STAT3 as a common signal of ischemic conditioning: a lesson on “rigor and reproducibility” in preclinical studies on cardioprotection
Ischemic conditioning before (ischemic preconditioning, IPC) or after (ischemic postconditioning, POCO) sustained myocardial ischemia/reperfusion (I/R), induced locally or remotely from the heart (remote IPC, RIPC), reduces infarct size. However, none of the identified signaling steps of ischemic conditioning was robust across models and species to be successfully translated to humans.

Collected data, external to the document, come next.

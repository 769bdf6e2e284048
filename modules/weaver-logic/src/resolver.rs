//! Module resolution: `src` path → callable.
//!
//! The hook is pluggable so host bundlers can inject transform-time paths.
//! It is scoped per runtime handle, never process-wide — two concurrent
//! requests must never see each other's module resolution.

use std::collections::HashMap;
use std::sync::Arc;

use async_trait::async_trait;

use weaver_common::WeaverError;

use crate::module::LogicModule;

/// Which build of the runtime is executing: the server render or the client
/// agent. Drives the loader's context routing.
#[derive(Debug, Clone, Copy, PartialEq, Eq)]
pub enum Side {
    Server,
    Client,
}

/// Resolves a module path to its default export.
#[async_trait]
pub trait ModuleResolver: Send + Sync {
    async fn resolve(&self, src: &str) -> Result<Arc<dyn LogicModule>, WeaverError>;
}

/// In-memory resolver: an explicit `src → module` table. Hosts register
/// their bundle output here; tests register closures.
#[derive(Default)]
pub struct MapResolver {
    modules: HashMap<String, Arc<dyn LogicModule>>,
}

impl MapResolver {
    pub fn new() -> Self {
        Self::default()
    }

    pub fn with_module(mut self, src: impl Into<String>, module: Arc<dyn LogicModule>) -> Self {
        self.modules.insert(src.into(), module);
        self
    }

    pub fn insert(&mut self, src: impl Into<String>, module: Arc<dyn LogicModule>) {
        self.modules.insert(src.into(), module);
    }
}

#[async_trait]
impl ModuleResolver for MapResolver {
    async fn resolve(&self, src: &str) -> Result<Arc<dyn LogicModule>, WeaverError> {
        self.modules
            .get(src)
            .cloned()
            .ok_or_else(|| WeaverError::load(src, "module not registered"))
    }
}

/// Resolvers behind an Arc resolve transparently, so one table can be shared
/// between the loader and a worker pool.
#[async_trait]
impl<R: ModuleResolver + ?Sized> ModuleResolver for Arc<R> {
    async fn resolve(&self, src: &str) -> Result<Arc<dyn LogicModule>, WeaverError> {
        (**self).resolve(src).await
    }
}
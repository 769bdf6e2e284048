use std::sync::Arc;

use anyhow::Result;
use tracing::info;

use weaver_common::Config;
use weaver_logic::MapResolver;
use weaver_server::{init_tracing, router, AppState};

#[tokio::main]
async fn main() -> Result<()> {
    init_tracing();

    let config = Config::from_env();

    // The standalone binary serves the runtime routes with an empty module
    // table; embedders register their bundle output on the resolver before
    // building the state.
    let resolver = Arc::new(MapResolver::new());
    let state = Arc::new(AppState { resolver, config: config.clone() });
    let app = router(state);

    let listener = tokio::net::TcpListener::bind((config.host.as_str(), config.port)).await?;
    info!(host = %config.host, port = config.port, "weaver server listening");
    axum::serve(listener, app).await?;
    Ok(())
}
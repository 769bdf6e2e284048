//! Token → HTML. Bind markers are comment pairs, signal definitions are
//! inline bootstrap scripts, and chunking is tuned for time-to-first-byte.

use std::collections::HashSet;

use weaver_common::{escape_attr, escape_text, is_void_element, MARKER_CLOSE, MARKER_OPEN};
use weaver_signal::{SignalDef, Value};

use crate::context::RenderCtx;
use crate::token::Token;

/// Serialize one token. `emitted` dedups signal-definition scripts within a
/// render pass — re-emissions are idempotent on the client but dead weight
/// on the wire.
pub fn token_html(token: &Token, emitted: &mut HashSet<String>) -> String {
    match token {
        Token::Text(text) => escape_text(text),
        Token::Open { tag, attrs } => {
            let mut out = String::with_capacity(tag.len() + 2);
            out.push('<');
            out.push_str(tag);
            for (name, value) in attrs {
                out.push(' ');
                out.push_str(name);
                out.push_str("=\"");
                out.push_str(&escape_attr(value));
                out.push('"');
            }
            if is_void_element(tag) {
                out.push_str("/>");
            } else {
                out.push('>');
            }
            out
        }
        Token::Close { tag } => {
            if is_void_element(tag) {
                String::new()
            } else {
                format!("</{tag}>")
            }
        }
        Token::BindOpen { id } => format!("<!--{MARKER_OPEN}{id}-->"),
        Token::BindClose { id } => format!("<!--{MARKER_CLOSE}{id}-->"),
        Token::SignalDefinition(def) => {
            if emitted.insert(def.id().to_string()) {
                signal_script(def)
            } else {
                String::new()
            }
        }
        Token::RawHtml(html) => html.clone(),
        // Placeholders never reach the serializer; the pipeline expands
        // them. Render nothing rather than corrupt the stream.
        _ => String::new(),
    }
}

/// Serialize a placeholder-free token run against the pass-wide emitted set.
pub fn tokens_html(tokens: &[Token], ctx: &RenderCtx) -> String {
    let mut emitted = ctx.emitted_set().lock().unwrap();
    let mut out = String::new();
    for token in tokens {
        out.push_str(&token_html(token, &mut emitted));
    }
    out
}

/// The inline bootstrap script for one signal definition. Runtime
/// back-references never reach here — [`SignalDef`] is the wire shape.
pub fn signal_script(def: &SignalDef) -> String {
    let payload = serde_json::json!({ "kind": "signal-definition", "signal": def });
    script_tag(&payload)
}

/// The post-stream follow-up script for a deferred result.
pub fn update_script(id: &str, value: &Value) -> String {
    let payload = serde_json::json!({ "kind": "signal-update", "id": id, "value": value });
    script_tag(&payload)
}

fn script_tag(payload: &Value) -> String {
    // `</` must not appear inside an inline script; `<\/` is equivalent JSON.
    let json = payload.to_string().replace("</", "<\\/");
    format!("<script>weaver.push({json})</script>")
}

/// TTFB-tuned chunk batching: the first chunk flushes as soon as any content
/// exists, later ones batch to the threshold, the remainder flushes on
/// close.
pub struct Chunker {
    buf: String,
    first_flushed: bool,
    chunk_bytes: usize,
}

impl Chunker {
    pub fn new(chunk_bytes: usize) -> Self {
        Self { buf: String::new(), first_flushed: false, chunk_bytes }
    }

    pub fn push(&mut self, piece: &str) -> Option<String> {
        self.buf.push_str(piece);
        if self.buf.is_empty() {
            return None;
        }
        if !self.first_flushed || self.buf.len() >= self.chunk_bytes {
            self.first_flushed = true;
            return Some(std::mem::take(&mut self.buf));
        }
        None
    }

    pub fn finish(mut self) -> Option<String> {
        if self.buf.is_empty() {
            None
        } else {
            Some(std::mem::take(&mut self.buf))
        }
    }
}

#[cfg(test)]
mod tests {
    use super::*;

    #[test]
    fn open_tokens_escape_and_self_close() {
        let mut emitted = HashSet::new();
        let open = Token::Open {
            tag: "a".into(),
            attrs: vec![("href".into(), "/x?a=1&b=\"2\"".into())],
        };
        assert_eq!(
            token_html(&open, &mut emitted),
            r#"<a href="/x?a=1&amp;b=&quot;2&quot;">"#
        );

        let img = Token::Open { tag: "img".into(), attrs: vec![] };
        assert_eq!(token_html(&img, &mut emitted), "<img/>");
        assert_eq!(token_html(&Token::Close { tag: "img".into() }, &mut emitted), "");
        assert_eq!(token_html(&Token::Close { tag: "a".into() }, &mut emitted), "</a>");
    }

    #[test]
    fn definition_scripts_dedup_within_a_pass() {
        let def = SignalDef::State(weaver_signal::StateDef {
            id: "s1".into(),
            init: serde_json::json!(0),
        });
        let mut emitted = HashSet::new();
        let first = token_html(&Token::SignalDefinition(def.clone()), &mut emitted);
        assert!(first.starts_with("<script>weaver.push({"));
        assert!(first.contains(r#""kind":"signal-definition""#));
        let second = token_html(&Token::SignalDefinition(def), &mut emitted);
        assert_eq!(second, "");
    }

    #[test]
    fn script_tags_cannot_terminate_early() {
        let def = SignalDef::Suspense(weaver_signal::SuspenseDef {
            id: "sus".into(),
            pending_deps: vec![],
            children_html: Some("<script>x()</script>".into()),
        });
        let script = signal_script(&def);
        // The inner close tag is escaped, the outer one terminates.
        assert_eq!(script.matches("</script>").count(), 1);
        assert!(script.contains("<\\/script>"));
    }

    #[test]
    fn chunker_flushes_first_content_immediately_then_batches() {
        let mut chunker = Chunker::new(16);
        assert_eq!(chunker.push(""), None);
        assert_eq!(chunker.push("<div>").as_deref(), Some("<div>"));
        assert_eq!(chunker.push("short"), None);
        assert_eq!(chunker.push("-more-content-"), Some("short-more-content-".into()));
        assert_eq!(chunker.push("tail"), None);
        assert_eq!(chunker.finish().as_deref(), Some("tail"));
    }
}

In prior separate studies in pigs, activation of signal transducer and activator of transcription 3 (STAT3) was causal for infarct size reduction by IPC, POCO, and RIPC but it remains unclear whether or not STAT3 is truly a common denominator of cardioprotective signaling. We therefore, now analyzed the phosphorylation of STAT3 and other signaling proteins in left ventricular biopsies from our prior studies on IPC, POCO and RIPC in one approach. We developed a strategy for the quantification of protein phosphorylation in multiple samples from many experiments on different gels/membranes by Western blot. Along with reduced infarct size, the ratio of STAT3tyr705 phosphorylation/total STAT3 protein at early reperfusion was significantly increased by IPC (IPC 2.0 ± 0.3 vs. I/R 1.2 ± 0.2 arbitrary units), but only trendwise by POCO and RIPC (1.3 ± 0.2; 1.4 ± 0.2 arbitrary units); storage time for IPC samples was shorter than for POCO and RIPC samples. No other signaling protein phosphorylation was associated with reduced infarct size. We confirmed STAT3 phosphorylation with IPC. For POCO and RIPC we could not reproduce the findings from our earlier more focused studies. At this point, we can not distinguish between lack of robustness of the biological signal and methodological issues of our retrospective approach.